Nolimits dna

Conical glass nanopores were fabricated according to previously reported experimental protocols with a final diameter estimated at 14 ± 3 nm^{16 (link)}. Experiments were performed in 4 M LiCl, 50 mM NaCl, 1 mM MgCl₂ electrolyte buffered at pH 8 with 10 mM Tris-HCl. Individual DNA lengths were chromatography-purified NoLimits DNA (ThermoFisher Scientific). The DNA ruler was synthesised by cutting circular 7249 base m13mp18 ssDNA (New England Biolabs) using the enzymes EcoRI and BamHI to form a linear ssDNA chain 7228 bases in length. The cut scaffold is then purified and mixed in a 1:5 ratio with 212 oligonucleotides which form a double-strand with six equidistant zones of dumbbell hairpins.

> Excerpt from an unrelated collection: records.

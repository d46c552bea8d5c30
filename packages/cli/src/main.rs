#![cfg_attr(feature = "fail-on-warnings", deny(warnings))]
#![warn(clippy::all, clippy::pedantic, clippy::nursery, clippy::cargo)]
#![allow(clippy::multiple_crate_versions, clippy::cargo_common_metadata)]

//! CLI entry point for the club map venue converter.
//!
//! Reads a CSV of venues and writes one `<city>.json` per normalized city.
//! Log output defaults to `info`; set `RUST_LOG` to change it.

mod args;

use clap::{Parser, Subcommand};
use club_map_transform::transform_file;

use crate::args::{OutputArgs, SourceArgs, resolve_config};

#[derive(Parser)]
#[command(name = "club_map", about = "Venue CSV to per-city JSON converter")]
struct Cli {
    #[command(subcommand)]
    command: Option<Commands>,
}

#[derive(Subcommand)]
enum Commands {
    /// Convert the CSV into one JSON file per city
    Convert {
        #[command(flatten)]
        source: SourceArgs,
        #[command(flatten)]
        output: OutputArgs,
    },
    /// List the normalized cities and venue counts without writing files
    Cities {
        #[command(flatten)]
        source: SourceArgs,
    },
}

fn init_logger() {
    pretty_env_logger::formatted_builder()
        .filter_level(log::LevelFilter::Info)
        .parse_env("RUST_LOG")
        .init();
}

fn main() -> Result<(), Box<dyn std::error::Error>> {
    init_logger();
    let cli = Cli::parse();

    let env = |key: &str| std::env::var(key).ok();

    match cli.command.unwrap_or(Commands::Convert {
        source: SourceArgs::default(),
        output: OutputArgs::default(),
    }) {
        Commands::Convert { source, output } => {
            let config = resolve_config(&source, Some(&output), env)?;
            let options = config.transform_options()?;

            let result = transform_file(&config.input, &options)?;
            let written = club_map_emit::write_all(&result.groups, &config.output_dir)?;

            log::info!(
                "Done: {} file(s) written, {}",
                written.len(),
                result.report
            );
        }
        Commands::Cities { source } => {
            let config = resolve_config(&source, None, env)?;
            let options = config.transform_options()?;
            let result = transform_file(&config.input, &options)?;

            println!("{:<32} VENUES", "CITY");
            println!("{}", "-".repeat(40));
            for group in &result.groups {
                println!("{:<32} {}", group.key, group.venues.len());
            }
        }
    }

    Ok(())
}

The mixture is annealed in 10 mM MgCl₂ for 50 min before purification of the excess oligonucleotides using 100 kDa cut-off Amicon filters. All ionic current measurements were recorded using an Axopatch 200B amplifier with an external 8-pole Bessel filter at 50 kHz filtering frequency and then recorded at 250 kHz. For ping-pong experiments where an individual DNA molecule was threaded through the nanopore multiple times by reversing the voltage, a custom Labview 2013 (National Instruments) program was written whereby the voltage was switched 40 ms after the current deviated from a set threshold.